Saved entries
- Opening Delimiter -

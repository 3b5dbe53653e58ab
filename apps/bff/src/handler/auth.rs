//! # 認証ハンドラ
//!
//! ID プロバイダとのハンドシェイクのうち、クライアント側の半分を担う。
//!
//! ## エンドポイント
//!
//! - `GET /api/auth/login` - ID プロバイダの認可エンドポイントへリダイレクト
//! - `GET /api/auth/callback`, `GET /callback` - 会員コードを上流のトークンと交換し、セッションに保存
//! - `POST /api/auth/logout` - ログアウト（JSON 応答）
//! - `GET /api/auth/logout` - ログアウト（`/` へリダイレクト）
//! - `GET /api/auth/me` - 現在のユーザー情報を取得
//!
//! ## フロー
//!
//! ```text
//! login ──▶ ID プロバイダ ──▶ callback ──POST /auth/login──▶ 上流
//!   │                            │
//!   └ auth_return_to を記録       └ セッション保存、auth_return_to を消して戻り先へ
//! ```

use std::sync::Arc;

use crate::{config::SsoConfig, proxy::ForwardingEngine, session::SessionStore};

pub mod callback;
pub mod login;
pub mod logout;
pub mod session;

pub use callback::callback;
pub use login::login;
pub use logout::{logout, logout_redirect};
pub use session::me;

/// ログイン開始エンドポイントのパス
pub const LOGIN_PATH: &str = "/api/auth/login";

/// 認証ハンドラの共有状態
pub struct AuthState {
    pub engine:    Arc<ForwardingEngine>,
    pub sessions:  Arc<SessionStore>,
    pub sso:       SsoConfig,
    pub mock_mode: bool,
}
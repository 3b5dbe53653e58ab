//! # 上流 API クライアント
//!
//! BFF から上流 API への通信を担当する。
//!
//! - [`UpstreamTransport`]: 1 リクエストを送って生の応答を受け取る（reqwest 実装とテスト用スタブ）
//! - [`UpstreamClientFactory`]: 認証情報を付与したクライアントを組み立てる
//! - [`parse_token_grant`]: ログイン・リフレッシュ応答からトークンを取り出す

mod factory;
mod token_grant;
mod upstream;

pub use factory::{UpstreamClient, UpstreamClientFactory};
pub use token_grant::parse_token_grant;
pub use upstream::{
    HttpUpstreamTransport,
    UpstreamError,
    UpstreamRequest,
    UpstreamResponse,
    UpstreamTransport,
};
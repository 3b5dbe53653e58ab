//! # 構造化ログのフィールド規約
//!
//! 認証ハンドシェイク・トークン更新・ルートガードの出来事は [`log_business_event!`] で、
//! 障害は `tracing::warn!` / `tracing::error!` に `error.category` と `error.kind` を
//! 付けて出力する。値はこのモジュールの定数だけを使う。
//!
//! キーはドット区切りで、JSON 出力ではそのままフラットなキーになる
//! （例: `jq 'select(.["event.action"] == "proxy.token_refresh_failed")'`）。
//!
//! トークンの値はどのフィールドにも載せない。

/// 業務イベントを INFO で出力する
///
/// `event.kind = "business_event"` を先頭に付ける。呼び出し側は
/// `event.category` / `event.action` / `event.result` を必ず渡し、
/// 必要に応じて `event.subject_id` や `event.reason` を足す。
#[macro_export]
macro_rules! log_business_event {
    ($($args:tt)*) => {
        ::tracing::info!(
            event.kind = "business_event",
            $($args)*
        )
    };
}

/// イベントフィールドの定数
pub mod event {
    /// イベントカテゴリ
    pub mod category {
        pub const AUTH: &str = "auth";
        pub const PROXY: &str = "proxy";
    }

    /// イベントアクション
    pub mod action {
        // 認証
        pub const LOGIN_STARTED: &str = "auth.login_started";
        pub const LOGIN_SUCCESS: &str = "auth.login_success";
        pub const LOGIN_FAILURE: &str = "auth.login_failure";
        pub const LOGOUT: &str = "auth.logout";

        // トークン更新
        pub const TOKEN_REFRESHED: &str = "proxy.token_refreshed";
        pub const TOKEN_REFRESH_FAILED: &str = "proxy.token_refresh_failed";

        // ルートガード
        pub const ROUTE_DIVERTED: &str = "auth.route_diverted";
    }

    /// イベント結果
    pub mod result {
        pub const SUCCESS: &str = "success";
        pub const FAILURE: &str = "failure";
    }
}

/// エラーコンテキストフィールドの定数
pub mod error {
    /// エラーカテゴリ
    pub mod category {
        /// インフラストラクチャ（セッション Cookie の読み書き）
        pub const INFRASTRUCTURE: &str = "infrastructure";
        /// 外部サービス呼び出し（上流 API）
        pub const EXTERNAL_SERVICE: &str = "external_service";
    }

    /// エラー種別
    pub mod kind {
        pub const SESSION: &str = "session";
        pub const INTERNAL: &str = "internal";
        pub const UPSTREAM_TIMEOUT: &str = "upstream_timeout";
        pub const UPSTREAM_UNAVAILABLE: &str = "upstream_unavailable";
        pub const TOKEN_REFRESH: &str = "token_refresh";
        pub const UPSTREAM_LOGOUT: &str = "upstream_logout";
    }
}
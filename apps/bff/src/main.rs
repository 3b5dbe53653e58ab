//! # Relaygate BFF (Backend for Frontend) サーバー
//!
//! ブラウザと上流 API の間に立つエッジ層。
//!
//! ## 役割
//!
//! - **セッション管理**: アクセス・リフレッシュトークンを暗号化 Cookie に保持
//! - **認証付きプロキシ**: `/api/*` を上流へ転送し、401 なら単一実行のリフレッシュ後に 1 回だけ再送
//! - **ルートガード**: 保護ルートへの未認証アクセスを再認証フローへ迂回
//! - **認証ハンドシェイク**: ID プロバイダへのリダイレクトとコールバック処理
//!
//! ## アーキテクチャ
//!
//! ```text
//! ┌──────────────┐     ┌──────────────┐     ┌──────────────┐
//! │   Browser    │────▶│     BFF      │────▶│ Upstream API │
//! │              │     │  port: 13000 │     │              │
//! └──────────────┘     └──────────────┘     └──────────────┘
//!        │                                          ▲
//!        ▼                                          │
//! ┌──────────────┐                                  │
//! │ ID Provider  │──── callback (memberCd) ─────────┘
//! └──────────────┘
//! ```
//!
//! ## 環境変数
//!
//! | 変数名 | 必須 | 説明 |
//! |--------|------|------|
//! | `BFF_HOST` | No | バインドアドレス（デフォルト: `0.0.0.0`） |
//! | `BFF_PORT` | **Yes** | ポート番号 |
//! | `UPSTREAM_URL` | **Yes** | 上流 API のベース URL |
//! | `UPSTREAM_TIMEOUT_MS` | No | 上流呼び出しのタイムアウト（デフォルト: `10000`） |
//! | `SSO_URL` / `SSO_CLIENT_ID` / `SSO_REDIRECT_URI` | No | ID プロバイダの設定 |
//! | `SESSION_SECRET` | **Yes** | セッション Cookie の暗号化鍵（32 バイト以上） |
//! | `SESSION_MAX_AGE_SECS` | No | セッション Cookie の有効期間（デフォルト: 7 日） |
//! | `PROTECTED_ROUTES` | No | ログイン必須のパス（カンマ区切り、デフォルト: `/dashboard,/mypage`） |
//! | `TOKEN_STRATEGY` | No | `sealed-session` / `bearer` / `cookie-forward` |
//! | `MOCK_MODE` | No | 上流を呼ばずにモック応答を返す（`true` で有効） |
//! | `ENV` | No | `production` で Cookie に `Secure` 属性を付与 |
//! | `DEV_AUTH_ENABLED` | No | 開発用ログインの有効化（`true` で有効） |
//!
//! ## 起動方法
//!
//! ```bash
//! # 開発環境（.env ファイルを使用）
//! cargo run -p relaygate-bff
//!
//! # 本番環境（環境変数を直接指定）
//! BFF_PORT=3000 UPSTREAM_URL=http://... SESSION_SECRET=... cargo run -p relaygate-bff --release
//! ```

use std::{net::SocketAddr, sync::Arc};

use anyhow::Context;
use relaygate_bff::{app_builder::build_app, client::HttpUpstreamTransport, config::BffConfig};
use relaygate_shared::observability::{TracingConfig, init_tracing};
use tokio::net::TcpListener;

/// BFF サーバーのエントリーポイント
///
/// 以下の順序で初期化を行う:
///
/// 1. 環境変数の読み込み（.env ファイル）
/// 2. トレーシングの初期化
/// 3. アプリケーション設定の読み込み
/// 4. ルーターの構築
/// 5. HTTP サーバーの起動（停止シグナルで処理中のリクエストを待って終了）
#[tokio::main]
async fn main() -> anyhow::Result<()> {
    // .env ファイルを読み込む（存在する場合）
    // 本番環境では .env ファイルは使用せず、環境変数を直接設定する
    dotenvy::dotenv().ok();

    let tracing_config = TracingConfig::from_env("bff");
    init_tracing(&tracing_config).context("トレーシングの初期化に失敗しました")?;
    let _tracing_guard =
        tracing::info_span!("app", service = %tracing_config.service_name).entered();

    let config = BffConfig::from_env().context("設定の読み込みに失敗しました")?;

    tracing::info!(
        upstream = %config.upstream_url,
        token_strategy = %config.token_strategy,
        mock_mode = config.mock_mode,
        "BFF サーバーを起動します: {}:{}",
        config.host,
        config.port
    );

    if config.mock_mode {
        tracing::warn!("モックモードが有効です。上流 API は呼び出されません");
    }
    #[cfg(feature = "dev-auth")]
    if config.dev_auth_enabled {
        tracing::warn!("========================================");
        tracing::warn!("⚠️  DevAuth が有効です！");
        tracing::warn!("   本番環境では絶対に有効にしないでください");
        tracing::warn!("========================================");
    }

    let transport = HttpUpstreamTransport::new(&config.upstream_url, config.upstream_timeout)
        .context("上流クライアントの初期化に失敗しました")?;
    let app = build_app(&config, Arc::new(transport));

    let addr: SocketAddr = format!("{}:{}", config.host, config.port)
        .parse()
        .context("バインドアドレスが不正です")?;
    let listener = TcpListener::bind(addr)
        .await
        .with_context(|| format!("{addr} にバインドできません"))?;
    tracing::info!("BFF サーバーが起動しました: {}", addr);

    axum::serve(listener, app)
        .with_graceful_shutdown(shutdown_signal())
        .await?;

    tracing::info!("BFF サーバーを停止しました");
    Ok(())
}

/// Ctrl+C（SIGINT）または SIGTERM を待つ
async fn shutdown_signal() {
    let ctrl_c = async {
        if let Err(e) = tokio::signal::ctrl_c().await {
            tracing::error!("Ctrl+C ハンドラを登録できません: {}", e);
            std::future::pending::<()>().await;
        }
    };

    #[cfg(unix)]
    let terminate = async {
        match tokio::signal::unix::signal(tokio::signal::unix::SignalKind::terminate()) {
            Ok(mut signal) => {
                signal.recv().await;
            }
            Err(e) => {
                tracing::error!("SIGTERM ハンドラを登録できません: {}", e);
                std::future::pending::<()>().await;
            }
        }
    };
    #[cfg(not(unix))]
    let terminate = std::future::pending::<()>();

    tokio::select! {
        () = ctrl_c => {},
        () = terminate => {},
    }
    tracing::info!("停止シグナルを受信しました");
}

- Closing Delimiter -
- Opening Delimiter -

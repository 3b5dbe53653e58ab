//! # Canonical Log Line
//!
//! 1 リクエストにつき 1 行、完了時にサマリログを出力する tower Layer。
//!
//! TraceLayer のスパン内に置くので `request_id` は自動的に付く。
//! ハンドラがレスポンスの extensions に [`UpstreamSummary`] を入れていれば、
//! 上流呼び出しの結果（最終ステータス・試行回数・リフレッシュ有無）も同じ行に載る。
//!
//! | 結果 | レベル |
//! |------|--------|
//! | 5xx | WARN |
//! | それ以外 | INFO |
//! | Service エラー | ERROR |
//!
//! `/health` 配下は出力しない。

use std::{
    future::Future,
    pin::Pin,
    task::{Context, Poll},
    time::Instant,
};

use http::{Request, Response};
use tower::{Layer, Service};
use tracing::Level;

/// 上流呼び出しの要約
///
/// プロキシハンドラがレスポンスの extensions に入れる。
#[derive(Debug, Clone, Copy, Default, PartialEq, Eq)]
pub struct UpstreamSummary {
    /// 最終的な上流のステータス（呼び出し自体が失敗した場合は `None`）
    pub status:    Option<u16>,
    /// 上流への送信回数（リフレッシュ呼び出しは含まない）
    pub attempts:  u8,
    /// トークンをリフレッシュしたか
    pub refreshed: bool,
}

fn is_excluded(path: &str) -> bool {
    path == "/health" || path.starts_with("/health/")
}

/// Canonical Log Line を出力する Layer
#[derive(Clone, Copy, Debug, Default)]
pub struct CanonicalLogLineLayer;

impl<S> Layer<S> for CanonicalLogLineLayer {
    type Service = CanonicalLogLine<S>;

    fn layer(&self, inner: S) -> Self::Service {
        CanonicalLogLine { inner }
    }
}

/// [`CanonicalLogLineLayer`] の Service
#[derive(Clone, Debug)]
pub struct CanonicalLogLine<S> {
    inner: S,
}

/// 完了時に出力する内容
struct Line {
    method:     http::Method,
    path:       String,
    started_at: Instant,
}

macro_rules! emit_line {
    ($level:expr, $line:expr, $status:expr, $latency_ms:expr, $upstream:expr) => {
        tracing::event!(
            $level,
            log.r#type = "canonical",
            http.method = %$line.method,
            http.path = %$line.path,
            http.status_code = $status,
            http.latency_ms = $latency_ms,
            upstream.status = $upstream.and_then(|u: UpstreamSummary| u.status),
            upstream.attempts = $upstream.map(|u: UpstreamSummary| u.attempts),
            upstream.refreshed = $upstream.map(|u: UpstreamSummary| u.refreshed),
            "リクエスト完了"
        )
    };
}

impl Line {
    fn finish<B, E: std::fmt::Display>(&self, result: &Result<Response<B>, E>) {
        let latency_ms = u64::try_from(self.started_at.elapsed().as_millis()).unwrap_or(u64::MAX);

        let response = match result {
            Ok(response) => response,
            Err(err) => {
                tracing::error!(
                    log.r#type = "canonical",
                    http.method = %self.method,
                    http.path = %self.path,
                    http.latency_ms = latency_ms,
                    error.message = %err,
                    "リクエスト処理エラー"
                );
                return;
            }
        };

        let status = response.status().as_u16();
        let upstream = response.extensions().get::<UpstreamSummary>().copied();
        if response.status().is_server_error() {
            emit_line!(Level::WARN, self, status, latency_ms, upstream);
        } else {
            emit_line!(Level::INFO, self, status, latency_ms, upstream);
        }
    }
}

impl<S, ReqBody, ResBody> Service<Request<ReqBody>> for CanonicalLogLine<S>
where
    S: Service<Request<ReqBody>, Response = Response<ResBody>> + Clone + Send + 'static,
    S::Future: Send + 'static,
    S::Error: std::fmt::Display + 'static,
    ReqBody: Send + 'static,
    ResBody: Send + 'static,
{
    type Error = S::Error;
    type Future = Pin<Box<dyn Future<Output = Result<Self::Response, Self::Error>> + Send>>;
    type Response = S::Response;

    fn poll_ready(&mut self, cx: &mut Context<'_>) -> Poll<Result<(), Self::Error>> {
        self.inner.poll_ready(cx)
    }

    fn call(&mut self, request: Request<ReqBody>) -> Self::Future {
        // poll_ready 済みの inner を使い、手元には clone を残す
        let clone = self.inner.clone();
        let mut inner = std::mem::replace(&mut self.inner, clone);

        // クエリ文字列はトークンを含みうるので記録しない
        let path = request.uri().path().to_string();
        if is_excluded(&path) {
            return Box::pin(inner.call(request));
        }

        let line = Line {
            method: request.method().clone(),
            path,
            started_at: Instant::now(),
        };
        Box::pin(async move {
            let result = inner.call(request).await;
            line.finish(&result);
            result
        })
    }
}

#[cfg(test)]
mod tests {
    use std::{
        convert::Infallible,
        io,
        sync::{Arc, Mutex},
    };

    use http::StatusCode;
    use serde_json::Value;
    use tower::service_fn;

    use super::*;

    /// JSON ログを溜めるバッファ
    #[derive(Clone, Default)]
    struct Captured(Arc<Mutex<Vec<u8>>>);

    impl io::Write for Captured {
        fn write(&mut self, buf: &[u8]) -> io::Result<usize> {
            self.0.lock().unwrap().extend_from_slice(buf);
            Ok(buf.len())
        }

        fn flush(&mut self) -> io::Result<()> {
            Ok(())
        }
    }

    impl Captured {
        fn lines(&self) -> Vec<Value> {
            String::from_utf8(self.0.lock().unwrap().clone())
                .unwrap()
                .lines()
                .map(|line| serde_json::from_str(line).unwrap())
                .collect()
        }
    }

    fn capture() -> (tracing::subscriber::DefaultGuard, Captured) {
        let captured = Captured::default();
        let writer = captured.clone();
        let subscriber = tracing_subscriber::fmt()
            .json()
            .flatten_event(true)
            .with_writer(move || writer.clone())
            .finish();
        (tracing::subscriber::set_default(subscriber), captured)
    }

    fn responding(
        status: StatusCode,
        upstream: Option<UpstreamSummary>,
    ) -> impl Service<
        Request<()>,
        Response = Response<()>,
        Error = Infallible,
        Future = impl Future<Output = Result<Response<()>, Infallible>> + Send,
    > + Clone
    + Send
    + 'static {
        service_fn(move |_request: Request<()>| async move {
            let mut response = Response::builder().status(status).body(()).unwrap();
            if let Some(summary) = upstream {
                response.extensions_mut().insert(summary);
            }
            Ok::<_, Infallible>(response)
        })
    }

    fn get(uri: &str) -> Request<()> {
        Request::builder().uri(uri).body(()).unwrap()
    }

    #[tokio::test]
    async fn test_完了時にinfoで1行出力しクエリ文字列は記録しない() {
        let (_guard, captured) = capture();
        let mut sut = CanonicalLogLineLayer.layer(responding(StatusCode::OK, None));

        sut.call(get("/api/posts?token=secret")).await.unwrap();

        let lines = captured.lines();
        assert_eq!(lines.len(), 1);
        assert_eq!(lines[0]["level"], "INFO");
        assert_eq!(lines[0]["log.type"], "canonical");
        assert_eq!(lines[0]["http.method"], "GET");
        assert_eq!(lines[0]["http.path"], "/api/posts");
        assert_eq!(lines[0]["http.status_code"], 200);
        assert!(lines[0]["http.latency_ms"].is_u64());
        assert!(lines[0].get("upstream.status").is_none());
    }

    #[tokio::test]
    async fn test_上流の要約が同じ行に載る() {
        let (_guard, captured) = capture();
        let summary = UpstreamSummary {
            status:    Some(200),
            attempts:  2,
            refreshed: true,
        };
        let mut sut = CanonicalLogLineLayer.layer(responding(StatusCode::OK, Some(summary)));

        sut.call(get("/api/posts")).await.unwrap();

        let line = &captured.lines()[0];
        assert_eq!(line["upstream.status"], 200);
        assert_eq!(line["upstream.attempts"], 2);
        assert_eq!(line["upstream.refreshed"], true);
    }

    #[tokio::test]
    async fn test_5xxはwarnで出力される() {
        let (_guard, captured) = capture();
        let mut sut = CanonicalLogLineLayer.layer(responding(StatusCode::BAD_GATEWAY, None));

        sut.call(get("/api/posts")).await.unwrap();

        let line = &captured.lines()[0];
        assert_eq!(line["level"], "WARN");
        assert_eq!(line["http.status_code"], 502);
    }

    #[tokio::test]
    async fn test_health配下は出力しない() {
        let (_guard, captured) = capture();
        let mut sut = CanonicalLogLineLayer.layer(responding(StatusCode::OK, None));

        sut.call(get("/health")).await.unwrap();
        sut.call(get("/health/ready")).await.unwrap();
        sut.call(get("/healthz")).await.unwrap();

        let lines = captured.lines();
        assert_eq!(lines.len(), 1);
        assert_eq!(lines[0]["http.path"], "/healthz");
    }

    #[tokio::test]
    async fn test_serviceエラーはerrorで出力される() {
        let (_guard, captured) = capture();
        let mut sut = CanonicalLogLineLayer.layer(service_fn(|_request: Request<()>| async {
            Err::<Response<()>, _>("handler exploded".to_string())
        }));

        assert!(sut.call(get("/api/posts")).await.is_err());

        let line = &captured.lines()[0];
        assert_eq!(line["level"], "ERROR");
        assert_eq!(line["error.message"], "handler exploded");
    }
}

- Closing Delimiter -
- Opening Delimiter -

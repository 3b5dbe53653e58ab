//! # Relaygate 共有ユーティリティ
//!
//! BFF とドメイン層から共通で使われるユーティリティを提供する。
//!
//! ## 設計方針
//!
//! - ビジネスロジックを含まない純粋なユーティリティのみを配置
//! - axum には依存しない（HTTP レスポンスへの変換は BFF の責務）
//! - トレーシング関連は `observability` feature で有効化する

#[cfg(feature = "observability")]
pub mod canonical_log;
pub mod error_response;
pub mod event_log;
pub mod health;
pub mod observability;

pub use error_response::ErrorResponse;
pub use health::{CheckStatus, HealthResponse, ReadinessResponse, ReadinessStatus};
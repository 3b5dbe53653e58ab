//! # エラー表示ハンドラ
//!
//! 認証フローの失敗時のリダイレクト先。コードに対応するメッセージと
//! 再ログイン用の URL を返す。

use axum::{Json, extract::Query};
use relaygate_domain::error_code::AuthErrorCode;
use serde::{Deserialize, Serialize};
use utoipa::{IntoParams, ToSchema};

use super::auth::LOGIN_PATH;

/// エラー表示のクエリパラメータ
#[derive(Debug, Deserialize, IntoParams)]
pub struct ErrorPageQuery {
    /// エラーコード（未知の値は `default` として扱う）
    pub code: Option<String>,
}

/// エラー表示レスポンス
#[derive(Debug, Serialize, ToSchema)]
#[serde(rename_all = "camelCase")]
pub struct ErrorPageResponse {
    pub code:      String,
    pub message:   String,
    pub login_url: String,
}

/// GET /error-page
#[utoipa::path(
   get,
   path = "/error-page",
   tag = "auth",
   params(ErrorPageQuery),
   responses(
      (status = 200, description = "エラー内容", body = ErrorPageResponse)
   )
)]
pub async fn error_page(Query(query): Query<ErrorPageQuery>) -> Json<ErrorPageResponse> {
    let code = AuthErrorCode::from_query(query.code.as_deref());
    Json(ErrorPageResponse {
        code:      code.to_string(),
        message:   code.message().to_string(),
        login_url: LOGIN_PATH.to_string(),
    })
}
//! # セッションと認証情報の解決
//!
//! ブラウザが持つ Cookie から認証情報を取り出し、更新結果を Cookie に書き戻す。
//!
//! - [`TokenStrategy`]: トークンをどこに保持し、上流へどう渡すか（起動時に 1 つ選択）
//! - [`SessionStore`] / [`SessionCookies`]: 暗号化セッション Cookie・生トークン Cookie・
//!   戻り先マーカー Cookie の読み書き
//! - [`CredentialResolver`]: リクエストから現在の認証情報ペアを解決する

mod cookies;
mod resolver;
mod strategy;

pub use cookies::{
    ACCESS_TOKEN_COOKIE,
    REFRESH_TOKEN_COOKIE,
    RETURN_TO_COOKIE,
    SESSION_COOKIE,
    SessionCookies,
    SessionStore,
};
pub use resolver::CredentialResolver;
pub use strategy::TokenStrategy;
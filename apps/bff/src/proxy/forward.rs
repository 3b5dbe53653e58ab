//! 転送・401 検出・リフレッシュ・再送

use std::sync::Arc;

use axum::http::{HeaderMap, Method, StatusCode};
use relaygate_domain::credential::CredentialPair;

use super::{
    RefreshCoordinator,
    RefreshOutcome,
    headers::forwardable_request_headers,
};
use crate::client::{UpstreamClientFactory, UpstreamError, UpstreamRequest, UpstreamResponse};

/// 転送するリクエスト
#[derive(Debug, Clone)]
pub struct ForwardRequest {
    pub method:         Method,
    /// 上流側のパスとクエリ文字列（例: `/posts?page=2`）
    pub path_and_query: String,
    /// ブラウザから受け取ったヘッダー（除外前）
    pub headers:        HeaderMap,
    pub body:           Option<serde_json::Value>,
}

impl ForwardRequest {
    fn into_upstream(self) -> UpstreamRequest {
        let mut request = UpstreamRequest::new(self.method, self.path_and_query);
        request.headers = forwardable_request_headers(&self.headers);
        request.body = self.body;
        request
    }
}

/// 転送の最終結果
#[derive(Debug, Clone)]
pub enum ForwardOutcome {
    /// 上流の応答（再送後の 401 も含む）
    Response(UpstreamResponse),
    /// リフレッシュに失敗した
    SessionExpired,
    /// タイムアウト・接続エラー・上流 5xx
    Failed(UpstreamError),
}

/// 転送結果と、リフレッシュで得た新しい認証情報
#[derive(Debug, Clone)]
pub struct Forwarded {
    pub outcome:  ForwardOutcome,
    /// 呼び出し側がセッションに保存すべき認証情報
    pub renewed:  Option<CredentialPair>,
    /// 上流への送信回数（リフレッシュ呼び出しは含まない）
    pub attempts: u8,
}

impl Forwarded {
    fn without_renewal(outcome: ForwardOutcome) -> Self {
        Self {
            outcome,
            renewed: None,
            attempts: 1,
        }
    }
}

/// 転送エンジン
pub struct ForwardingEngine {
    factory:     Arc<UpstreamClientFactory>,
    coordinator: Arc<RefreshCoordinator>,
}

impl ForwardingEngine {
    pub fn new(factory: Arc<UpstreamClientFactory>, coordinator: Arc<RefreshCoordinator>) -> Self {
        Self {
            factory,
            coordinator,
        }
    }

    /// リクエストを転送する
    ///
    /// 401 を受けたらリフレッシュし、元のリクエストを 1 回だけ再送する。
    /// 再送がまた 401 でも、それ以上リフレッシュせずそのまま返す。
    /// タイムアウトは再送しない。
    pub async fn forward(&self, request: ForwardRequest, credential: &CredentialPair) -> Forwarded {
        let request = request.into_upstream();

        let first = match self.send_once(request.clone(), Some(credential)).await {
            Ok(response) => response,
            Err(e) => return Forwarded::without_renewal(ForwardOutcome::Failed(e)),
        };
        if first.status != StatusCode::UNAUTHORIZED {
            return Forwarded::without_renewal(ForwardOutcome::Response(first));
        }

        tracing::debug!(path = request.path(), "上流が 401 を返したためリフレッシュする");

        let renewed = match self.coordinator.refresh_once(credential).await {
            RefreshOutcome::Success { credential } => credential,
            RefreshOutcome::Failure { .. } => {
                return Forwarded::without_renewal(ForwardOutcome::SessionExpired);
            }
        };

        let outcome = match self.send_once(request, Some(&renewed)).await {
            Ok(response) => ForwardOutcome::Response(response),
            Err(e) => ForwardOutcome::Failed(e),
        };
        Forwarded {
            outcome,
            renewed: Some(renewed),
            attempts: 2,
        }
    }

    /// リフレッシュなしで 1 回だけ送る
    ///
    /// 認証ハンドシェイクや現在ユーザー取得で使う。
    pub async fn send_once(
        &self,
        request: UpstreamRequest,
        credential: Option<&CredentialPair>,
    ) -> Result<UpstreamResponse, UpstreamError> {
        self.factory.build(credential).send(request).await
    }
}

- Closing Delimiter -

YOUR OBJECTIVE
From the records above, pull out every line containing the word "handler".

OUTPUT FOR THIS EXERCISE
filename apps/bff/src/handler/auth.rs
            Err::<Response<()>, _>("handler exploded".to_string())
        assert_eq!(line["error.message"], "handler exploded");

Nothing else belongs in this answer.